Compliance with Securities Act of 1933 Sample Clauses

Compliance with Securities Act of 1933. The Holder of this Warrant, by acceptance hereof, agrees that this Warrant, the Warrant Shares and the capital stock issuable upon conversion of the Warrant Shares (collectively, the “Securities”) are being acquired for investment and that such holder will not offer, sell, transfer or otherwise dispose of the Securities except under circumstances which will not result in a violation of the Securities Act of 1933, as amended (the “Securities Act”) and any applicable state securities laws.
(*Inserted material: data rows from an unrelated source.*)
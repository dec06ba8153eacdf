//! The memo collection and the only code that touches its persisted blob.

use crate::note::{Note, StoredEntry};
use crate::storage::Storage;
use serde_json::Value;
use std::io;

/// Slot the whole collection is serialized under.
pub const STORE_KEY: &str = "memoryStorage";

pub struct NoteStore<S: Storage> {
    storage: S,
    notes: Vec<Note>,
}

impl<S: Storage> NoteStore<S> {
    /// Load the collection from `storage`. A missing slot yields an empty
    /// store; an unreadable or corrupt one is logged and also yields an
    /// empty store.
    pub fn open(storage: S) -> Self {
        let notes = match storage.get(STORE_KEY) {
            Ok(Some(raw)) => decode_notes(&raw).unwrap_or_else(|e| {
                log::error!("memo store is corrupt, starting empty: {e}");
                Vec::new()
            }),
            Ok(None) => Vec::new(),
            Err(e) => {
                log::error!("memo store could not be read, starting empty: {e}");
                Vec::new()
            }
        };
        log::debug!("opened memo store with {} record(s)", notes.len());
        Self { storage, notes }
    }

    /// Append a memo and persist. Returns `None` without writing when the
    /// text is blank. The in-memory list only changes once the write
    /// succeeded.
    pub fn append(
        &mut self,
        text: &str,
        tags: Vec<String>,
        date: String,
    ) -> io::Result<Option<Note>> {
        let text = text.trim();
        if text.is_empty() {
            return Ok(None);
        }
        let note = Note::new(text, tags, date);
        let mut next = self.notes.clone();
        next.push(note.clone());
        self.commit(next)?;
        Ok(Some(note))
    }

    /// Remove every memo whose text and date both equal the given values.
    pub fn delete_where(&mut self, text: &str, date: &str) -> io::Result<usize> {
        let next: Vec<Note> = self
            .notes
            .iter()
            .filter(|n| n.text != text || n.date != date)
            .cloned()
            .collect();
        let removed = self.notes.len() - next.len();
        self.commit(next)?;
        Ok(removed)
    }

    pub fn load_all(&self) -> &[Note] {
        &self.notes
    }

    pub fn storage(&self) -> &S {
        &self.storage
    }

    /// Write `next` to storage, then adopt it as the current list.
    fn commit(&mut self, next: Vec<Note>) -> io::Result<()> {
        let blob = encode_notes(&next)?;
        self.storage.set(STORE_KEY, &blob)?;
        log::debug!("persisted {} record(s)", next.len());
        self.notes = next;
        Ok(())
    }
}

pub fn encode_notes(notes: &[Note]) -> io::Result<String> {
    serde_json::to_string(notes).map_err(io::Error::other)
}

/// Decode the persisted array. The top level must be an array. Elements
/// that are neither a string nor an object, or that carry no text, are
/// skipped with a warning.
pub fn decode_notes(raw: &str) -> serde_json::Result<Vec<Note>> {
    let values: Vec<Value> = serde_json::from_str(raw)?;
    let mut notes = Vec::with_capacity(values.len());
    for (idx, value) in values.into_iter().enumerate() {
        if !matches!(value, Value::String(_) | Value::Object(_)) {
            log::warn!("skipping memo #{idx}: expected a string or an object");
            continue;
        }
        match serde_json::from_value::<StoredEntry>(value) {
            Ok(entry) => {
                let note = Note::from(entry);
                if note.text.trim().is_empty() {
                    log::warn!("skipping memo #{idx}: empty text");
                } else {
                    notes.push(note);
                }
            }
            Err(e) => log::warn!("skipping memo #{idx}: {e}"),
        }
    }
    Ok(notes)
}

#[cfg(test)]
mod tests {
    use super::*;
    use crate::storage::{FileStorage, MemoryStorage};
    use tempfile::tempdir;

    fn stored(store: &NoteStore<MemoryStorage>) -> String {
        store.storage().get(STORE_KEY).unwrap().unwrap_or_default()
    }

    #[test]
    fn append_then_load_contains_text() {
        let mut store = NoteStore::open(MemoryStorage::new());
        let note = store
            .append("buy milk", vec!["#shopping".into()], "2024/01/01".into())
            .unwrap()
            .unwrap();
        assert_eq!(note.text, "buy milk");
        assert_eq!(store.load_all(), &[note]);
    }

    #[test]
    fn append_blank_is_a_no_op() {
        let mut store = NoteStore::open(MemoryStorage::new());
        assert!(store.append("  \n\t", vec![], "d".into()).unwrap().is_none());
        assert!(store.load_all().is_empty());
        assert_eq!(store.storage().get(STORE_KEY).unwrap(), None);
    }

    #[test]
    fn append_trims_text() {
        let mut store = NoteStore::open(MemoryStorage::new());
        store.append("  spaced  ", vec![], String::new()).unwrap();
        assert_eq!(store.load_all()[0].text, "spaced");
    }

    #[test]
    fn mutation_keeps_blob_in_sync() {
        let mut store = NoteStore::open(MemoryStorage::new());
        store.append("a", vec![], "2024/01/01".into()).unwrap();
        store.append("b", vec!["#x".into()], "2024/01/02".into()).unwrap();
        assert_eq!(stored(&store), encode_notes(store.load_all()).unwrap());
        store.delete_where("a", "2024/01/01").unwrap();
        assert_eq!(stored(&store), encode_notes(store.load_all()).unwrap());
    }

    #[test]
    fn delete_where_removes_all_equal_and_keeps_order() {
        let mut store = NoteStore::open(MemoryStorage::new());
        store.append("dup", vec![], "2024/01/01".into()).unwrap();
        store.append("keep1", vec![], "2024/01/01".into()).unwrap();
        store.append("dup", vec!["#t".into()], "2024/01/01".into()).unwrap();
        store.append("dup", vec![], "2024/01/02".into()).unwrap();
        store.append("keep2", vec![], "2024/01/03".into()).unwrap();

        let removed = store.delete_where("dup", "2024/01/01").unwrap();
        assert_eq!(removed, 2);
        let texts: Vec<(&str, &str)> = store
            .load_all()
            .iter()
            .map(|n| (n.text.as_str(), n.date.as_str()))
            .collect();
        assert_eq!(
            texts,
            vec![
                ("keep1", "2024/01/01"),
                ("dup", "2024/01/02"),
                ("keep2", "2024/01/03")
            ]
        );
    }

    #[test]
    fn delete_where_matches_legacy_with_empty_date() {
        let storage =
            MemoryStorage::with_slot(STORE_KEY, r#"["hello", "other"]"#);
        let mut store = NoteStore::open(storage);
        assert_eq!(store.delete_where("hello", "").unwrap(), 1);
        assert_eq!(store.load_all(), &[Note::new("other", vec![], "")]);
        assert_eq!(stored(&store), r#"[{"text":"other","tags":[],"date":""}]"#);
    }

    #[test]
    fn round_trip_structured_records() {
        let notes = vec![
            Note::new("line1\nline2", vec!["#a".into(), "#a".into()], "2024/01/01 10:00:00"),
            Note::new("日本語", vec![], "2024/01/02"),
        ];
        let blob = encode_notes(&notes).unwrap();
        assert_eq!(decode_notes(&blob).unwrap(), notes);
    }

    #[test]
    fn corrupt_blob_opens_empty() {
        let storage = MemoryStorage::with_slot(STORE_KEY, "{not json");
        let store = NoteStore::open(storage);
        assert!(store.load_all().is_empty());

        let storage = MemoryStorage::with_slot(STORE_KEY, r#"{"text":"x"}"#);
        assert!(NoteStore::open(storage).load_all().is_empty());
    }

    #[test]
    fn odd_elements_are_skipped() {
        let notes = decode_notes(
            r##"["hello", 42, null, [], ["x", ["#t"], "d"], {}, {"text":"  "},
                {"text":"x","tags":["#a"],"date":"d"}]"##,
        )
        .unwrap();
        assert_eq!(
            notes,
            vec![
                Note::new("hello", vec![], ""),
                Note::new("x", vec!["#a".into()], "d")
            ]
        );
    }

    #[test]
    fn delete_where_tells_undated_from_dated_same_text() {
        let storage = MemoryStorage::with_slot(
            STORE_KEY,
            r#"["note", {"text":"note","tags":[],"date":"2024/01/01 10:00:00"}]"#,
        );
        let mut store = NoteStore::open(storage);
        assert_eq!(store.delete_where("note", "").unwrap(), 1);
        assert_eq!(
            store.load_all(),
            &[Note::new("note", vec![], "2024/01/01 10:00:00")]
        );
        assert_eq!(store.delete_where("note", "2024/01/01 10:00").unwrap(), 0);
        assert_eq!(store.delete_where("note", "2024/01/01 10:00:00").unwrap(), 1);
        assert!(store.load_all().is_empty());
    }

    /// Reads succeed, every write fails.
    struct ReadOnlyStorage(MemoryStorage);

    impl Storage for ReadOnlyStorage {
        fn get(&self, key: &str) -> io::Result<Option<String>> {
            self.0.get(key)
        }

        fn set(&mut self, _key: &str, _value: &str) -> io::Result<()> {
            Err(io::Error::new(io::ErrorKind::PermissionDenied, "read-only"))
        }
    }

    #[test]
    fn failed_write_leaves_memos_untouched() {
        let blob = r#"[{"text":"keep","tags":[],"date":"2024/01/01"}]"#;
        let mut store =
            NoteStore::open(ReadOnlyStorage(MemoryStorage::with_slot(STORE_KEY, blob)));
        let before = store.load_all().to_vec();

        assert!(store.append("new", vec![], "2024/01/02".into()).is_err());
        assert_eq!(store.load_all(), before.as_slice());

        assert!(store.delete_where("keep", "2024/01/01").is_err());
        assert_eq!(store.load_all(), before.as_slice());
        assert_eq!(store.storage().get(STORE_KEY).unwrap().as_deref(), Some(blob));
    }

    #[test]
    fn file_backed_store_survives_reopen() {
        let tmp = tempdir().unwrap();
        let mut store = NoteStore::open(FileStorage::new(tmp.path()));
        store.append("persisted", vec!["#k".into()], "2024/05/05".into()).unwrap();

        let reopened = NoteStore::open(FileStorage::new(tmp.path()));
        assert_eq!(
            reopened.load_all(),
            &[Note::new("persisted", vec!["#k".into()], "2024/05/05")]
        );
    }
}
Upon exercise of this Warrant, unless the Warrant Shares being acquired are registered under the Securities Act and any applicable state securities laws or an exemption from such registration is available, the Holder hereof shall confirm in writing that the Warrant Shares so purchased are being acquired for investment and not with a view toward distribution or resale in violation of the Securities Act and shall confirm such other matters related thereto as may be reasonably requested by the Company. The Warrant Shares (unless registered under the Securities Act and any applicable state securities laws) shall be stamped or imprinted with a legend in substantially the following form: THE SECURITIES REPRESENTED HEREBY HAVE NOT BEEN REGISTERED UNDER THE SECURITIES ACT OF 1933, AS AMENDED (THE “ACT”). THEY MAY NOT BE SOLD, OFFERED FOR SALE, PLEDGED OR HYPOTHECATED IN THE ABSENCE OF AN EFFECTIVE REGISTRATION STATEMENT AS TO THE SECURITIES UNDER THE ACT OR EVIDENCE SATISFACTORY TO THE CORPORATION THAT SUCH REGISTRATION IS NOT REQUIRED. Such legend shall be removed by the Company, upon the request of a Holder, at such time as the restrictions on the transfer of the applicable security shall have terminated.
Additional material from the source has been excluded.